■ THE TASK ■
Your reply should hold only the lines from the records below where "bool" occurs.

--- INFORMATION PROVIDED Enclosed Below ---

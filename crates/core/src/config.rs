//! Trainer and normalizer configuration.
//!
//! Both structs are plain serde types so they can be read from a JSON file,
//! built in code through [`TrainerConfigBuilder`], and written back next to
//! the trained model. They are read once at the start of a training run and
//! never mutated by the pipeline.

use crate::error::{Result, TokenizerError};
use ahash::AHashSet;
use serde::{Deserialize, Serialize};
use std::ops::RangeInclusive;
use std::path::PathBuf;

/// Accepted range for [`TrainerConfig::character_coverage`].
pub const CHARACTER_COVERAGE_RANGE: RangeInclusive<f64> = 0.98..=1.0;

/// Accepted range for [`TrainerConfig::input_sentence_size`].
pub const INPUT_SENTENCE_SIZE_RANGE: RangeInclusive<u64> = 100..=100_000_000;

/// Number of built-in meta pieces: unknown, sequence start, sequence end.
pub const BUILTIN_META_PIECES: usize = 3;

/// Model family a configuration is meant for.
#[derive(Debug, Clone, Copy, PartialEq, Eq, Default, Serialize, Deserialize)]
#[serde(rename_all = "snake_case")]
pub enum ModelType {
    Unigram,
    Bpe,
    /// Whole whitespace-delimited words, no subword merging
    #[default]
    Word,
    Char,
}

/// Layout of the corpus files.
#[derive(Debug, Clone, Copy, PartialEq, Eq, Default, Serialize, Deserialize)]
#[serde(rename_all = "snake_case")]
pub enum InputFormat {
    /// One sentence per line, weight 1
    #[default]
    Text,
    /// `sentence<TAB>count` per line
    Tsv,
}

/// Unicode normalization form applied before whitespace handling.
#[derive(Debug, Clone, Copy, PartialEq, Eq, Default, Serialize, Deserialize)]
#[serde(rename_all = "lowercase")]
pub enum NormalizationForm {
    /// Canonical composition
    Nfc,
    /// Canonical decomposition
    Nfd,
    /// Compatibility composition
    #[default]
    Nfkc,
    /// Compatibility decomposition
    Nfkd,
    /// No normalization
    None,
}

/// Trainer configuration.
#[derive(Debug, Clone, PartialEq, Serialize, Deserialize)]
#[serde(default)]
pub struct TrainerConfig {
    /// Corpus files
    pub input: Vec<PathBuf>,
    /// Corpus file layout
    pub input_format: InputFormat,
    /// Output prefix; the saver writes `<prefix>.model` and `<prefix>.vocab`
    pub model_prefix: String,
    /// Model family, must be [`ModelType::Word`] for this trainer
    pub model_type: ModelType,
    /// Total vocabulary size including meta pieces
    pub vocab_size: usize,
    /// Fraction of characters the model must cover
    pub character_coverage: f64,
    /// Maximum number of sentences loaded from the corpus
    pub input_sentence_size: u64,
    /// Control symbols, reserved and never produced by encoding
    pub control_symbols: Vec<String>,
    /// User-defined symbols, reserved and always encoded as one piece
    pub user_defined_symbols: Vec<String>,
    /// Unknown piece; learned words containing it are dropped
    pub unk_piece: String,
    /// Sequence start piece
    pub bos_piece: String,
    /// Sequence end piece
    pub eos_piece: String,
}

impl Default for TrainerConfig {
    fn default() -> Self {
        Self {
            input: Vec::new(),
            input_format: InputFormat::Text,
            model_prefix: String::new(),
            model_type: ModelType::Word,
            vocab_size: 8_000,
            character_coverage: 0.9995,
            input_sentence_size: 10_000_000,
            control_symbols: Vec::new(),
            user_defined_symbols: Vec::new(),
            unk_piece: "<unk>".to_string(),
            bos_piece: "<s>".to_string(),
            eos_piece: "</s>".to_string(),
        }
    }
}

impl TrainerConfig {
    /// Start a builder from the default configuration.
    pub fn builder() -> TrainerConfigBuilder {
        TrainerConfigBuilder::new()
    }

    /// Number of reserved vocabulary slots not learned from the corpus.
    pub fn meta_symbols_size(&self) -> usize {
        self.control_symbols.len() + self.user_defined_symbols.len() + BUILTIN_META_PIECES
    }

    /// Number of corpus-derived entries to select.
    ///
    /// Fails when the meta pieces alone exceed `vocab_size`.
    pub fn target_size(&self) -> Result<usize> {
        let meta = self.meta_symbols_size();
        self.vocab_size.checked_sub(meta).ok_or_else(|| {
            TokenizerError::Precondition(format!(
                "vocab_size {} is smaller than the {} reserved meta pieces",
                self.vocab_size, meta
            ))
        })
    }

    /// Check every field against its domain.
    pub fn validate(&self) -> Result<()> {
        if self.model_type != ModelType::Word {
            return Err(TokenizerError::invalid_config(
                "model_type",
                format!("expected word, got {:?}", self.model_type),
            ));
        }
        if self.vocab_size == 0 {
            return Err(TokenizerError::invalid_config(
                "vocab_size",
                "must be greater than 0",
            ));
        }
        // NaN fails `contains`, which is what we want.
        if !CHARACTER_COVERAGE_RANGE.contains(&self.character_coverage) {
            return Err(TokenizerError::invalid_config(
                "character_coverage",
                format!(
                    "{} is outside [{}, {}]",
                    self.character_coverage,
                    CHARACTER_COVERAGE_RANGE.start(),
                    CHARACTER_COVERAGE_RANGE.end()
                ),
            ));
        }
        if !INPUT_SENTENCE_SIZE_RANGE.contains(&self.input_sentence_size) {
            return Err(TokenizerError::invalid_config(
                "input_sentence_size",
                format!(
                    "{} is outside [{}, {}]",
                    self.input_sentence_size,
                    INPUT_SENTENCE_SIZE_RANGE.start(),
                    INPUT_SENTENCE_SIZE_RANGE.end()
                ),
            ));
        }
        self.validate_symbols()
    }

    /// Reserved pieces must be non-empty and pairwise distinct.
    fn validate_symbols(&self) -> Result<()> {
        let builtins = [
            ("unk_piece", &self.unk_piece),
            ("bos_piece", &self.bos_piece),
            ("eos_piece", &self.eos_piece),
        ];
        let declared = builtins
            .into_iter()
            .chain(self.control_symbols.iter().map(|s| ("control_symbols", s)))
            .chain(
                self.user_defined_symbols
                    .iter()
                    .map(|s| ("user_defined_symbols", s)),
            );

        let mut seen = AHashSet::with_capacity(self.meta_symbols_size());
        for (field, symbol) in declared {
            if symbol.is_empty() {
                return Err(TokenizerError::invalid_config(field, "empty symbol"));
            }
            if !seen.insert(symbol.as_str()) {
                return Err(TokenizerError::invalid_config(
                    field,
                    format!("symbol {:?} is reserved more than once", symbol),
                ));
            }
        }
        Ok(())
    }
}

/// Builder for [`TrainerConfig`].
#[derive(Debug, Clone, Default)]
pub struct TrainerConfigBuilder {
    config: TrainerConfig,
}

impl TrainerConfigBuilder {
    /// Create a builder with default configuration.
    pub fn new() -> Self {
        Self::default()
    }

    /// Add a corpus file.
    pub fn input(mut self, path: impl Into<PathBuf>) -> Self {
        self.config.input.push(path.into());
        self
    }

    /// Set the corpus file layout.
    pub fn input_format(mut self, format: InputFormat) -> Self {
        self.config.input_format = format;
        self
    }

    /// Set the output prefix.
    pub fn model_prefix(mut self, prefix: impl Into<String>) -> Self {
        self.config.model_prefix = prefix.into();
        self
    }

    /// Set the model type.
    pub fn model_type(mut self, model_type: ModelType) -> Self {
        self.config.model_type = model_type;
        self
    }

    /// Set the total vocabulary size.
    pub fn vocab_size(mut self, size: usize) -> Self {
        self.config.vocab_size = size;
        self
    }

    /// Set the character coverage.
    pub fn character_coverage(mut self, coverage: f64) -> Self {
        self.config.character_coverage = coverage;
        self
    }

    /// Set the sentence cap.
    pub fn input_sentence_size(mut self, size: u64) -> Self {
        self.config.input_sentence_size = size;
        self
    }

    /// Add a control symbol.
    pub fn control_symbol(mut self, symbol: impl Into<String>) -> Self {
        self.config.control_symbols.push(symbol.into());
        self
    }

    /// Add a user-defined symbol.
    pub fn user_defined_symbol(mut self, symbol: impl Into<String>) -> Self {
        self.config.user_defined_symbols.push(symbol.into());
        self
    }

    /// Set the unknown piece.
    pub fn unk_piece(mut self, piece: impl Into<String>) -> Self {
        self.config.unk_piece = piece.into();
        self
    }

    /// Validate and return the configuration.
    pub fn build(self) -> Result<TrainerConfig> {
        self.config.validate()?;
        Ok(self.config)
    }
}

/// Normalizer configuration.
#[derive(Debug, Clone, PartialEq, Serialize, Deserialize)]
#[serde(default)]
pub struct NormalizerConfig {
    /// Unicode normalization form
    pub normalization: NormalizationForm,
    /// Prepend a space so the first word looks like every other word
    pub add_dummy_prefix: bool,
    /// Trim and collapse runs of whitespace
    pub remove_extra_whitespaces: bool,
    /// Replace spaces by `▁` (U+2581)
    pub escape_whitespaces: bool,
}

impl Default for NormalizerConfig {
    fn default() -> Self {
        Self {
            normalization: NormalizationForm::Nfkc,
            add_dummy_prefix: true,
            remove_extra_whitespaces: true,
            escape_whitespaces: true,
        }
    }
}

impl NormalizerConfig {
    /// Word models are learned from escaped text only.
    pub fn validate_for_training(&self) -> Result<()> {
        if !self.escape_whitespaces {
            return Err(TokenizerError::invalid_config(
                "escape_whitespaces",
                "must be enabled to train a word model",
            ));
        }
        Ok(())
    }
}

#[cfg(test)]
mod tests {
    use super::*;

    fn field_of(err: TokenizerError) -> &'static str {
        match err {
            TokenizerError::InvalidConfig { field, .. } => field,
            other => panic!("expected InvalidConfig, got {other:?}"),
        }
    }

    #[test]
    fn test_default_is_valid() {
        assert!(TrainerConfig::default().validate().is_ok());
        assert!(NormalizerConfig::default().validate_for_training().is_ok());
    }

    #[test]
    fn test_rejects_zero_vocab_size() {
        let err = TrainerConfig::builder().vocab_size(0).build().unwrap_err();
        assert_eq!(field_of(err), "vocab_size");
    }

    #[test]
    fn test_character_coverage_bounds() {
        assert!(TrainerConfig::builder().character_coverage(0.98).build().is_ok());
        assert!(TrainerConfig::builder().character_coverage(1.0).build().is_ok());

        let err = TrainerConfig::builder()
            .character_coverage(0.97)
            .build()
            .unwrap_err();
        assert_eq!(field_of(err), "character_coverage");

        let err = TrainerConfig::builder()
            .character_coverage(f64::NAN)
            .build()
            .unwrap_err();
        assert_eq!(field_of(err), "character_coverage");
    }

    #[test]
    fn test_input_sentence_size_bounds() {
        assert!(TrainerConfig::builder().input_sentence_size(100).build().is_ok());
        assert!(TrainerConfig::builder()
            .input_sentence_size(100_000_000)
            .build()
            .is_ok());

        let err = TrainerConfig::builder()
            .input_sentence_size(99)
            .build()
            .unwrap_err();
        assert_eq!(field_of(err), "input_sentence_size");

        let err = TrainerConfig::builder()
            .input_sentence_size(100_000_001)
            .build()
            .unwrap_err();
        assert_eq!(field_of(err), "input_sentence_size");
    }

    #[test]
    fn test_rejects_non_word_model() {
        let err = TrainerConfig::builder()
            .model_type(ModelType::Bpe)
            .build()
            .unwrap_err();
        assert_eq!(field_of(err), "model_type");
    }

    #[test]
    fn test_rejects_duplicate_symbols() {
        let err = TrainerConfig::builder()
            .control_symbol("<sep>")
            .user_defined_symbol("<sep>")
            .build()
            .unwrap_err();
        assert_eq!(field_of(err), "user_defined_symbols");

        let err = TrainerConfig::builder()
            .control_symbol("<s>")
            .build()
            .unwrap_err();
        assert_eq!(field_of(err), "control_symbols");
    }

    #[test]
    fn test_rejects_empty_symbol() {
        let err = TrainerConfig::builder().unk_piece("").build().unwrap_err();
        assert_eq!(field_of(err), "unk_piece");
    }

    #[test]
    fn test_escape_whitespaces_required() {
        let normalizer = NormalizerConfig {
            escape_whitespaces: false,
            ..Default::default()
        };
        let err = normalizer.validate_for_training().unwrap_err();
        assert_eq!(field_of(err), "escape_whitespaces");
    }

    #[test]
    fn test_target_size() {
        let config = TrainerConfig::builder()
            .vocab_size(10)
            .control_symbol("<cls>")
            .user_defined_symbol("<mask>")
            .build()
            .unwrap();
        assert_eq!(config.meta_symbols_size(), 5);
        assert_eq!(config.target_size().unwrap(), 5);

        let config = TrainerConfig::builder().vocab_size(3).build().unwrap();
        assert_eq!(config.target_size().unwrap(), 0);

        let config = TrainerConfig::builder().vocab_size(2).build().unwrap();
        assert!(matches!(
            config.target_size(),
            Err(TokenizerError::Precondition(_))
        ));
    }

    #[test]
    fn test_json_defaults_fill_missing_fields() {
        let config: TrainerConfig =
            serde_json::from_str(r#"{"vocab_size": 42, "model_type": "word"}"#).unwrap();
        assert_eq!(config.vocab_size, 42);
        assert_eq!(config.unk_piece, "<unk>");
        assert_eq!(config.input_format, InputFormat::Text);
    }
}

--- End of Enclosed INFORMATION PROVIDED ---

■ TASK ANSWER ■
    pub add_dummy_prefix: bool,
    pub remove_extra_whitespaces: bool,
    pub escape_whitespaces: bool,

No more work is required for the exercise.